Beide waren sich im Grunde einig, dass die EU ein Kommunikationsproblem habe. Krehl betont, dass die friedensstiftende Funktion der EU von der Wahrnehmung institutioneller Komplexitäten überlagert würde. Durch die notwendige Einstimmigkeit einiger Beschlüsse könne die EU unentschlossen oder gar handlungsunfähig wirken. Auf der anderen Seite ist es natürlich begrüßenswert, wenn bei Entscheidungen von großer Tragweite auch alle Mitgliedstaaten ein Mitspracherecht haben. Trotz dessen, so Krehl, sollte die Zivilgesellschaft die EU aktiver mitgestalten können – teils müssen dafür wohl neue Instrumente erdacht werden, teils müssen die schon vorhandenen aber auch einfach besser vermittelt werden. Ähnlich betonte Ptassek, dass ein stärkeres Bewusstsein gefördert werden sollte, dass die EU für „uns“ arbeite, also eben für die Bürgerinnen und Bürger, und keinen Selbstzweck erfülle. Man denke an einige der Regionen Großbritanniens, die bisher, dank des European Structural Fund, einen bedeutenden Teil ihrer Infrastruktur finanzieren konnten. War es den Bürger_innen bewusst, dass ihr örtliches Schwimmbad, die Ausstellung, der Fahrradweg, von EU-Geldern getragen werden?

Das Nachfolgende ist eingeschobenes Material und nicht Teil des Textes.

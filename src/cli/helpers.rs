//! Shared helper functions for CLI commands

use miette::{IntoDiagnostic, Result};
use rand::rngs::StdRng;
use rand::{Rng, SeedableRng};
use std::path::Path;
use tracing_subscriber::EnvFilter;

use crate::core::config::SimConfig;

/// Install the log subscriber; `RUST_LOG` wins over the verbosity flags
pub fn init_tracing(verbose: u8, quiet: bool) {
    let level = match (quiet, verbose) {
        (true, _) => "error",
        (false, 0) => "warn",
        (false, 1) => "info",
        _ => "debug",
    };
    let filter = EnvFilter::try_from_default_env()
        .unwrap_or_else(|_| EnvFilter::new(format!("hempline={}", level)));

    // a second init (e.g. in tests) is harmless
    let _ = tracing_subscriber::fmt()
        .with_env_filter(filter)
        .with_writer(std::io::stderr)
        .with_target(false)
        .try_init();
}

/// Seeded generator; without a seed one is drawn from OS entropy
///
/// Returns the seed used so the run can be repeated.
pub fn make_rng(seed: Option<u64>) -> (StdRng, u64) {
    let seed = seed.unwrap_or_else(|| rand::rng().random());
    (StdRng::seed_from_u64(seed), seed)
}

/// Load a configuration file, or the built-in defaults when none is given
pub fn load_config(path: Option<&Path>) -> Result<SimConfig> {
    match path {
        Some(path) => SimConfig::load(path).into_diagnostic(),
        None => Ok(SimConfig::with_defaults()),
    }
}

/// Format a length in mm, switching to meters for long values
pub fn format_length(mm: f64) -> String {
    if mm.abs() >= 10_000.0 {
        format!("{:.2} m", mm / 1000.0)
    } else {
        format!("{:.1} mm", mm)
    }
}

/// Share of `part` in `whole` as a percentage string
pub fn format_percent(part: usize, whole: usize) -> String {
    if whole == 0 {
        "-".to_string()
    } else {
        format!("{:.1}%", part as f64 / whole as f64 * 100.0)
    }
}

Das kommende Jahr bringt viele Ungewissheiten mit sich: die Wahlen in Frankreich, den Niederlanden, nicht zuletzt in Deutschland, sowie ein krasser Wandel in den transatlantischen Beziehungen. Dies alles ist entscheidend für die Zukunft der EU – entscheidender als ihr Imageproblem. Aber die häufig verzerrte Darstellung hat die EU oft schlechter dastehen lassen als sie ist, was zur vielerorts zunehmenden Ablehnung einen Teil beigetragen hat. Diesem Feld muss man sich bald widmen – wenn es diese zweite Chance denn überhaupt gibt.